In 2017, ANZ spent $25 million on advertising annually, higher than any other bank in New Zealand.

=== 2016 Olympic Games ===
For the 2016 Olympic Games, the New Zealand Olympic Committee and ANZ NZ developed a cross platform mobile app to cover the game. During this advertising campaign, which featured heavy ANZ branding, the company experienced a 2 basis point increase in brand consideration.

=== COVID-19 pandemic ===
In response to the COVID-19 pandemic, ANZ NZ donated $2 million to the Women’s Refuge, Age Concern New Zealand, the Salvation Army, Red Cross and local charities in the Pacific, in addition to a $1 million grant to cricket and netball.

== Controversies ==

=== Hisco personal expenses ===
An internal review, by ANZ's integrity unit, found that former CEO David Hisco was charging chauffeur driven cars and wine storage as expenses without authorisation. The report also found that the CEO "took actions that reduced the likelihood of the personal expenses being detected, and did not report the benefit associated with the expenses".

=== Hisco family house purchase ===
In 2011, ANZ purchased a property in Auckland for $7.5 million and rented it to its then-CEO David Hisco free of charge. In 2017, the property was sold to Hisco's wife for $6.9 million when the property's capital value was $10.7 million according to quotable value data. While a Deloitte review cleared ANZ of wrongdoing, the Financial Markets Authority determined that the sale should have been disclosed in ANZ's financial statements.

=== RBNZ censuring ===
In May 2019, the Reserve Bank revoked ANZ's accreditation to model its own capital requirements due to "persistent failure in its control and attenuation process". Consequently ANZ is required to use a standardised model and to increase its minimum capital held by approximately 60% to $760 million. A Deloitte review found that "a historically complacent approach, the absence of a comprehensive compliance plan, diffused accountability and inadequate assurance processes, all contributed to the operational risk capital breach not being identified for more than five years". Although the RBNZ placed the responsibility on the directors, ANZ Chairman Sir John Key, maintains that the mistake was made by a junior employee.

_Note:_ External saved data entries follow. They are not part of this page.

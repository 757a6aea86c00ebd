use rand::seq::SliceRandom;
use rand::Rng;
use serde::{Deserialize, Serialize};
use tracing::debug;

use crate::error::ConfigError;
use crate::math::triplet::Triplet;

/// How hard the generator works to join islands after the random pass.
#[derive(Debug, Clone, Copy, PartialEq, Eq, Default, Serialize, Deserialize)]
#[serde(rename_all = "snake_case")]
pub enum Connectivity {
    /// Add one edge each way between every pair of islands found by the
    /// outgoing-edge walk. Edge count grows with the square of the island count.
    #[default]
    BestEffort,
    /// Best-effort pass, then check weak connectivity with union-find and
    /// chain any component left over onto the first one.
    Strict,
}

/// Parameters for [`RandomGraph::generate`].
///
/// The vertex count is drawn from `[min_verts, max_verts)`; when the two are
/// equal exactly `min_verts` vertices are produced.
#[derive(Debug, Clone, PartialEq, Serialize, Deserialize)]
pub struct GraphParams {
    pub min_verts: usize,
    pub max_verts: usize,
    pub edge_probability: f64,
    pub min_edge_weight: f64,
    pub max_edge_weight: f64,
    #[serde(default)]
    pub connectivity: Connectivity,
}

impl GraphParams {
    pub fn validate(&self) -> Result<(), ConfigError> {
        if self.max_verts < self.min_verts {
            return Err(ConfigError::VertexRange { min: self.min_verts, max: self.max_verts });
        }
        if self.min_verts == 0 {
            return Err(ConfigError::EmptyGraph);
        }
        if !(0.0..=1.0).contains(&self.edge_probability) {
            return Err(ConfigError::EdgeProbability(self.edge_probability));
        }
        if !self.min_edge_weight.is_finite()
            || !self.max_edge_weight.is_finite()
            || self.max_edge_weight < self.min_edge_weight
        {
            return Err(ConfigError::EdgeWeightRange {
                min: self.min_edge_weight,
                max: self.max_edge_weight,
            });
        }
        Ok(())
    }
}

/// Random directed graph used as a synapse topology.
///
/// Generated once by [`RandomGraph::generate`] and read-only afterwards;
/// consumers take its edges through [`RandomGraph::edges`].
#[derive(Debug, Clone)]
pub struct RandomGraph {
    params: GraphParams,
    num_verts: usize,
    adjacencies: Vec<Vec<(usize, f64)>>,
}

impl RandomGraph {
    /// Draws a vertex count, adds each ordered non-self pair as an edge with
    /// probability `edge_probability`, then repairs connectivity according to
    /// `params.connectivity`.
    pub fn generate<R: Rng + ?Sized>(params: GraphParams, rng: &mut R) -> Result<RandomGraph, ConfigError> {
        params.validate()?;

        let num_verts = if params.max_verts > params.min_verts {
            rng.gen_range(params.min_verts..params.max_verts)
        } else {
            params.min_verts
        };

        let mut graph = RandomGraph {
            params,
            num_verts,
            adjacencies: vec![Vec::new(); num_verts],
        };

        for i in 0..num_verts {
            for j in 0..num_verts {
                if i != j && rng.gen_bool(graph.params.edge_probability) {
                    let weight = graph.random_weight(rng);
                    graph.adjacencies[i].push((j, weight));
                }
            }
        }

        let islands = graph.islands();
        debug!(
            verts = num_verts,
            edges = graph.num_edges(),
            islands = islands.len(),
            "generated random graph"
        );

        if islands.len() > 1 {
            graph.connect_islands(&islands, rng);
        }
        if graph.params.connectivity == Connectivity::Strict {
            graph.connect_components(rng);
        }

        Ok(graph)
    }

    pub fn params(&self) -> &GraphParams {
        &self.params
    }

    pub fn num_verts(&self) -> usize {
        self.num_verts
    }

    pub fn num_edges(&self) -> usize {
        self.adjacencies.iter().map(Vec::len).sum()
    }

    /// Outgoing `(target, weight)` lists, indexed by source vertex.
    pub fn adjacencies(&self) -> &[Vec<(usize, f64)>] {
        &self.adjacencies
    }

    pub fn has_edge(&self, from: usize, to: usize) -> bool {
        self.adjacencies[from].iter().any(|&(t, _)| t == to)
    }

    /// Every edge as a `(source, target, weight)` triplet.
    pub fn edges(&self) -> Vec<Triplet<f64>> {
        self.adjacencies
            .iter()
            .enumerate()
            .flat_map(|(from, out)| out.iter().map(move |&(to, w)| Triplet::new(from, to, w)))
            .collect()
    }

    /// Groups vertices by a depth-first walk over outgoing edges.
    ///
    /// Each unvisited vertex seeds a new island holding everything reachable
    /// from it through not-yet-visited vertices. This approximates weak
    /// connectivity: a vertex that only points *into* an earlier island
    /// still becomes its own island.
    pub fn islands(&self) -> Vec<Vec<usize>> {
        let mut visited = vec![false; self.num_verts];
        let mut islands = Vec::new();
        let mut stack = Vec::new();

        for seed in 0..self.num_verts {
            if visited[seed] {
                continue;
            }
            visited[seed] = true;
            let mut island = vec![seed];
            stack.push(seed);

            while let Some(v) = stack.pop() {
                for &(t, _) in &self.adjacencies[v] {
                    if !visited[t] {
                        visited[t] = true;
                        island.push(t);
                        stack.push(t);
                    }
                }
            }
            islands.push(island);
        }

        islands
    }

    /// Number of components when edge direction is ignored.
    pub fn weak_component_count(&self) -> usize {
        let uf = self.weak_components();
        (0..self.num_verts).filter(|&v| uf.find_const(v) == v).count()
    }

    fn random_weight<R: Rng + ?Sized>(&self, rng: &mut R) -> f64 {
        rng.gen_range(self.params.min_edge_weight..=self.params.max_edge_weight)
    }

    /// Adds one random edge each way between every pair of islands.
    fn connect_islands<R: Rng + ?Sized>(&mut self, islands: &[Vec<usize>], rng: &mut R) {
        for i in 0..islands.len() {
            for j in (i + 1)..islands.len() {
                let (a, b) = (&islands[i], &islands[j]);
                // Islands are never empty; each holds at least its seed.
                if let (Some(&from), Some(&to)) = (a.choose(rng), b.choose(rng)) {
                    let w = self.random_weight(rng);
                    self.adjacencies[from].push((to, w));
                }
                if let (Some(&from), Some(&to)) = (b.choose(rng), a.choose(rng)) {
                    let w = self.random_weight(rng);
                    self.adjacencies[from].push((to, w));
                }
            }
        }
        debug!(islands = islands.len(), edges = self.num_edges(), "joined islands");
    }

    /// Chains every weakly-connected component onto the one holding vertex 0.
    fn connect_components<R: Rng + ?Sized>(&mut self, rng: &mut R) {
        let mut uf = self.weak_components();
        let mut members: Vec<Vec<usize>> = vec![Vec::new(); self.num_verts];
        for v in 0..self.num_verts {
            members[uf.find(v)].push(v);
        }
        let mut components = members.into_iter().filter(|m| !m.is_empty());
        let Some(anchor) = components.next() else {
            return;
        };

        let mut joined = 0;
        for component in components {
            if let (Some(&a), Some(&b)) = (anchor.choose(rng), component.choose(rng)) {
                let w = self.random_weight(rng);
                self.adjacencies[a].push((b, w));
                let w = self.random_weight(rng);
                self.adjacencies[b].push((a, w));
                joined += 1;
            }
        }
        if joined > 0 {
            debug!(components = joined + 1, "chained weak components");
        }
    }

    fn weak_components(&self) -> UnionFind {
        let mut uf = UnionFind::new(self.num_verts);
        for (from, out) in self.adjacencies.iter().enumerate() {
            for &(to, _) in out {
                uf.union(from, to);
            }
        }
        uf
    }
}

/// Disjoint-set forest with path halving and union by size.
struct UnionFind {
    parent: Vec<usize>,
    size: Vec<usize>,
}

impl UnionFind {
    fn new(n: usize) -> UnionFind {
        UnionFind { parent: (0..n).collect(), size: vec![1; n] }
    }

    fn find(&mut self, mut v: usize) -> usize {
        while self.parent[v] != v {
            self.parent[v] = self.parent[self.parent[v]];
            v = self.parent[v];
        }
        v
    }

    fn find_const(&self, mut v: usize) -> usize {
        while self.parent[v] != v {
            v = self.parent[v];
        }
        v
    }

    fn union(&mut self, a: usize, b: usize) {
        let (mut ra, mut rb) = (self.find(a), self.find(b));
        if ra == rb {
            return;
        }
        if self.size[ra] < self.size[rb] {
            std::mem::swap(&mut ra, &mut rb);
        }
        self.parent[rb] = ra;
        self.size[ra] += self.size[rb];
    }
}

#[cfg(test)]
mod tests {
    use super::*;
    use rand::rngs::StdRng;
    use rand::SeedableRng;

    fn params(min: usize, max: usize, p: f64) -> GraphParams {
        GraphParams {
            min_verts: min,
            max_verts: max,
            edge_probability: p,
            min_edge_weight: 1.0,
            max_edge_weight: 2.0,
            connectivity: Connectivity::BestEffort,
        }
    }

    #[test]
    fn zero_probability_yields_singleton_islands_before_repair() {
        let mut rng = StdRng::seed_from_u64(1);
        let g = RandomGraph {
            params: params(4, 4, 0.0),
            num_verts: 4,
            adjacencies: vec![Vec::new(); 4],
        };
        assert_eq!(g.islands().len(), 4);

        let repaired = RandomGraph::generate(params(4, 4, 0.0), &mut rng).unwrap();
        // Six island pairs, one edge each way.
        assert_eq!(repaired.num_edges(), 12);
    }

    #[test]
    fn walk_follows_outgoing_edges_only() {
        // 1 -> 0: walking from 0 cannot reach 1, so 1 seeds its own island.
        let g = RandomGraph {
            params: params(2, 2, 0.0),
            num_verts: 2,
            adjacencies: vec![Vec::new(), vec![(0, 1.0)]],
        };
        assert_eq!(g.islands(), vec![vec![0], vec![1]]);
        assert_eq!(g.weak_component_count(), 1);
    }

    #[test]
    fn union_find_merges_transitively() {
        let mut uf = UnionFind::new(5);
        uf.union(0, 1);
        uf.union(3, 4);
        uf.union(1, 4);
        assert_eq!(uf.find(0), uf.find(3));
        assert_ne!(uf.find(2), uf.find(0));
    }
}
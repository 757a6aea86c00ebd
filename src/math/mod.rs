pub mod scalar;
pub mod triplet;
pub mod compressed;
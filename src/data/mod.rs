pub mod dataset;
pub mod idx;

pub use dataset::{Dataset, InMemoryDataset};
pub use idx::{load_idx_pair, parse_idx_pair};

=== Credit card repayment insurance ===
The Financial Markets Authority (FMA) accused ANZ NZ of issuing duplicate credit card repayment insurance policies to customers and failing to cancel policies for ineligible customers. The 390 customers with duplicate policies were still charged for the policies even though they provided no benefit. ANZ NZ acknowledged the bank took too long to report the issue to the FMA and attributed the issue to human error and systems issues. The bank has since issued an apology and compensation of NZD $440,000 to affected customers, however the bank still faces High Court proceedings from the FMA.

==Criticism==
ANZ has often been a finalist for the Roger Awards, which recognise "The Worst Transnational Corporation[s] operating in New Zealand" and are run by CAFCA and GATT Watchdog. Reports released by CAFCA criticised ANZ NZ for:

- The highest gross interest margin in 2009 (after the 2008 financial crisis) out of the largest four banks operating in NZ (ANZ, Westpac, BNZ and ASB Bank). ANZ had a gross interest margin of 35.4% compared to Westpac (31%) and BNZ (30.3%).
- A high floating mortgage rate of 6.06% in 2009 compared to Westpac (5.69%) and BNZ (5.59%).